The denial letter to Crowe alleges that she signed a TSALAGI (Tribal Solutions to Affordable Living Arrangements by Group Initiative Occupancy Agreement) in 2011 and alleges that she stopped payments on this agreement from 2013-16.  It states a court judgment was entered against her in 2016 and “since entry of Court’s judgment against you, you have not made payments and you are in arrears in the amount of $3,848 as of March 28, 2019.  This arrearage is more than ninety (90) days old and has not been cured.”

She filed an appeal letter to the Election Board on Friday, April 5.  In her letter, she addressed many issues from the passage of the new Election Ordinance to directly addressing her Qualla Housing Authority (QHA) account.

“I have been trying to communicate with the QHA to bring my account up-to-date if the repairs to my house would be complete,” she wrote.  “For the last five years, I have been asking for the QHA to fulfill their part of the housing agreement to bring my house up to code and livable conditions.”

She further writes, “I am not 90 days delinquent of payment to QHA, rather QHA is 90 days delinquent of my repairs.”

McCoy’s denial letter alleges that she traveled to a NAGPRA (Native American Graves Protection and Repatriation Act) consultation meeting at the University of Alabama in January 1996.  The Board alleges that she was paid $432 in travel funds by the Tribe to cover four days of per diem at $75 per day and three days of a hotel for $44 per night.

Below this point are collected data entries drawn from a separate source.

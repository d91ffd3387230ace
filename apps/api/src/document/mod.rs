//! Document text extraction for uploaded Word and PDF files.
//!
//! Both parsers are synchronous and can be slow on large files, so `extract_text`
//! runs them on the blocking pool. A panic inside a parser library surfaces as
//! an `ExtractError` instead of taking the worker down.

use serde::Serialize;
use thiserror::Error;
use tracing::{debug, info};

pub mod docx;

pub const DOCX_MIME: &str =
    "application/vnd.openxmlformats-officedocument.wordprocessingml.document";

#[derive(Debug, Error)]
pub enum ExtractError {
    #[error("invalid .docx archive: {0}")]
    Archive(#[from] zip::result::ZipError),

    #[error(".docx package has no {0} part")]
    MissingPart(&'static str),

    #[error("invalid document XML: {0}")]
    Xml(#[from] quick_xml::Error),

    #[error("I/O error: {0}")]
    Io(#[from] std::io::Error),

    #[error("PDF read error: {0}")]
    Pdf(#[from] pdf_extract::OutputError),

    #[error("document parser aborted: {0}")]
    Aborted(String),
}

#[derive(Debug, Clone, Copy, PartialEq, Eq, Serialize)]
#[serde(rename_all = "lowercase")]
pub enum DocumentKind {
    Docx,
    Pdf,
}

impl DocumentKind {
    /// Word when the declared MIME type or the file name says so; anything else
    /// is handed to the PDF reader.
    pub fn detect(content_type: Option<&str>, file_name: Option<&str>) -> Self {
        let is_docx_mime = content_type.is_some_and(|ct| ct.eq_ignore_ascii_case(DOCX_MIME));
        let is_docx_name =
            file_name.is_some_and(|name| name.to_ascii_lowercase().ends_with(".docx"));

        if is_docx_mime || is_docx_name {
            DocumentKind::Docx
        } else {
            DocumentKind::Pdf
        }
    }
}

/// Extracts the trimmed plain text of `bytes` on the blocking thread pool.
pub async fn extract_text(kind: DocumentKind, bytes: bytes::Bytes) -> Result<String, ExtractError> {
    let size = bytes.len();
    let text = tokio::task::spawn_blocking(move || extract_text_blocking(kind, &bytes))
        .await
        .map_err(|e| ExtractError::Aborted(e.to_string()))??;

    info!(?kind, bytes = size, chars = text.chars().count(), "Document text extracted");
    Ok(text)
}

pub fn extract_text_blocking(kind: DocumentKind, bytes: &[u8]) -> Result<String, ExtractError> {
    debug!(?kind, bytes = bytes.len(), "Extracting document text");
    match kind {
        DocumentKind::Docx => docx::extract_text(bytes),
        DocumentKind::Pdf => Ok(pdf_extract::extract_text_from_mem(bytes)?.trim().to_string()),
    }
}

#[cfg(test)]
mod tests {
    use super::*;

    #[test]
    fn test_detect_by_mime() {
        assert_eq!(
            DocumentKind::detect(Some(DOCX_MIME), Some("upload.bin")),
            DocumentKind::Docx
        );
        assert_eq!(
            DocumentKind::detect(Some("application/pdf"), Some("upload.pdf")),
            DocumentKind::Pdf
        );
    }

    #[test]
    fn test_detect_by_extension() {
        assert_eq!(
            DocumentKind::detect(Some("application/octet-stream"), Some("要求仕様.DOCX")),
            DocumentKind::Docx
        );
    }

    #[test]
    fn test_detect_falls_back_to_pdf() {
        assert_eq!(DocumentKind::detect(None, None), DocumentKind::Pdf);
        assert_eq!(
            DocumentKind::detect(Some("text/plain"), Some("notes.txt")),
            DocumentKind::Pdf
        );
    }

    #[tokio::test]
    async fn test_extract_docx_on_blocking_pool() {
        let docx = docx::tests::build_docx("<w:p><w:r><w:t>  要求  </w:t></w:r></w:p>");
        let text = extract_text(DocumentKind::Docx, bytes::Bytes::from(docx))
            .await
            .unwrap();
        assert_eq!(text, "要求");
    }

    #[tokio::test]
    async fn test_invalid_pdf_is_an_error() {
        let result = extract_text(DocumentKind::Pdf, bytes::Bytes::from_static(b"not a pdf")).await;
        assert!(result.is_err());
    }
}
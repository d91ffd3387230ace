use chrono::{DateTime, Utc};
use serde::Serialize;
use uuid::Uuid;

use crate::table::Row;

/// One extracted requirement sentence with the chapter it was found in.
#[derive(Debug, Clone, PartialEq, Eq, Serialize)]
pub struct RequirementRow {
    pub chapter: String,
    pub sentence: String,
}

impl RequirementRow {
    /// Builds a requirement from a conformed extraction row. Rows without a
    /// sentence carry nothing to evaluate and are skipped.
    pub fn from_row(row: &[String]) -> Option<Self> {
        let chapter = row.first().cloned().unwrap_or_default();
        let sentence = row.get(1).filter(|s| !s.is_empty())?.clone();
        Some(Self { chapter, sentence })
    }
}

/// A downloadable export of the evaluation.
#[derive(Debug, Clone, PartialEq, Eq, Serialize)]
pub struct Artifact {
    pub filename: &'static str,
    pub mime: &'static str,
    pub content: String,
}

#[derive(Debug, Clone, Serialize)]
pub struct Downloads {
    pub markdown: Artifact,
    /// Only present when at least one table row could be parsed.
    pub csv: Option<Artifact>,
}

#[derive(Debug, Clone, Serialize)]
pub struct ExtractionResult {
    /// Raw model response, rendered as-is by clients.
    pub markdown: String,
    pub requirements: Vec<RequirementRow>,
    pub adjusted_rows: usize,
}

#[derive(Debug, Clone, Serialize)]
pub struct EvaluationResult {
    pub markdown: String,
    /// Schema header followed by the conformed body rows.
    pub rows: Vec<Row>,
    /// `rows` re-rendered as a clean Markdown table (empty when nothing parsed).
    pub table_markdown: String,
    pub header_matches: bool,
    pub adjusted_rows: usize,
}

/// Full outcome of one evaluation request.
#[derive(Debug, Clone, Serialize)]
pub struct EvaluationReport {
    pub request_id: Uuid,
    pub generated_at: DateTime<Utc>,
    pub rules: Vec<&'static str>,
    pub extraction: ExtractionResult,
    pub evaluation: EvaluationResult,
    pub downloads: Downloads,
}
// LLM prompt templates for the evaluation pipeline.
// Table headers are filled in from `table::schema` so the prompts and the
// parser always agree on column order.

use crate::evaluation::models::RequirementRow;
use crate::evaluation::rules::{self, Rule};
use crate::llm_client::prompts::TABLE_ONLY_INSTRUCTION;
use crate::table::schema::{EVALUATION, EXTRACTION};

/// Extraction prompt template. Replace `{header}`, `{table_only}` and
/// `{document_text}` before sending.
pub const EXTRACTION_PROMPT_TEMPLATE: &str = "
あなたはソフトウェア要求文抽出AIです。
以下の手順に従い、文書からソフトウェア要求文を抽出してください。

1. 文書を1文単位に分割し、文とみなせないものを除外する
2. ソフトウェア要求文に該当する文のみ抽出する
3. 各文に章番号と章名を推定し、Markdown表形式で出力する。表ヘッダは {header} とする
{table_only}

文書内容:
{document_text}
";

/// Evaluation prompt template. Replace `{rules}`, `{requirements}`, `{header}`
/// and `{table_only}` before sending.
pub const EVALUATION_PROMPT_TEMPLATE: &str = "
あなたは表現品質評価AIです。
以下のルールに基づき、抽出されたソフトウェア要求文を評価してください。

選択されたルール:
{rules}

抽出された要求文と章情報:
{requirements}

該当する文のみ、Markdown表形式で出力する。表ヘッダは {header} とする
{table_only}
";

pub fn extraction_prompt(document_text: &str) -> String {
    // The document goes in last so placeholders inside it are never expanded.
    EXTRACTION_PROMPT_TEMPLATE
        .replace("{header}", &EXTRACTION.header_markdown())
        .replace("{table_only}", TABLE_ONLY_INSTRUCTION)
        .replace("{document_text}", document_text)
}

pub fn evaluation_prompt(selected: &[&Rule], requirements: &[RequirementRow]) -> String {
    let requirement_list = requirements
        .iter()
        .map(|r| format!("- {} | {}", r.chapter, r.sentence))
        .collect::<Vec<_>>()
        .join("\n");

    EVALUATION_PROMPT_TEMPLATE
        .replace("{header}", &EVALUATION.header_markdown())
        .replace("{table_only}", TABLE_ONLY_INSTRUCTION)
        .replace("{rules}", &rules::to_markdown_list(selected))
        .replace("{requirements}", &requirement_list)
}
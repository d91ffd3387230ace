// Requirement expression-quality evaluation.
// Implements: rule catalog, prompt construction, the two-call pipeline, exports.
// All LLM calls go through llm_client; no direct HTTP calls here.

pub mod export;
pub mod handlers;
pub mod models;
pub mod pipeline;
pub mod prompts;
pub mod rules;

pub use pipeline::Evaluator;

The Board then alleges that she was paid a Miscellaneous Disbursement Voucher by the university which “provides for a consultation fee of $1,000 ($250 per day for four days), mileage for 922 miles at $.30 per mile for a total of $276.60, three nights of motel expenses at $40 a night for a total of $120, and $26 a day for meals for four days for a total of $104.  Overall, the total payment covered by the voucher was for $1,500.60.”

The letter to McCoy goes on to allege that the Cherokee Indian Police Department initiated an investigation into the matter in 1997 and states, “In or around 1997, after a criminal investigation was initiated by the Cherokee Indian Police Department, you allegedly gave a sum of money to Principal Chief Joyce Dugan in her office in an apparent effort to pay back money owed to the Tribe as a result of your actions.  On Aug. 7, 2003, Assistant Attorney Don Gast, of the United States Attorney’s Office for the Western District of North Carolina, wrote a letter to EBCI Attorney General David Nash explaining that its office declined to bring charges against you in 1999.  The letter also stated that the federal five-year statute of limitations period in bringing possible charges against you had expired.”

A One Feather article published on July 2, 1997, written by then-Editor Joseph Martin, covers a Tribal Council hearing on the matter that was held on June 27, 1997.  In the article, McCoy said that the investigation was retaliation for being vocal about an issue that came to be known as “Heatergate” – alleged misuse of funds from the HIP Committee.  “None of this would have come up if I hadn’t said something about the heaters,” she said in the article.

The article did not report any official vote being taken but did end with the following statement, “(Chairman) Gloyne said the matter is resolved as far as Tribal Council is concerned.  He said any action depends on what the U.S. District Attorney’s Office does.”

No charges were brought against McCoy in this matter.

McCoy, through her attorney Russell McLean, filed an appeal letter on Friday, April 5.  The letter does not outline any reasons for the appeal other than simply requesting one.

McCoy did tell the One Feather that she plans to vigorously defend herself against these allegations during her appeal and that she denies wholeheartedly any wrongdoing whatsoever.

The Election Board related to the One Feather that the appeal hearings for Crowe and McCoy were scheduled for Tuesday, April 9.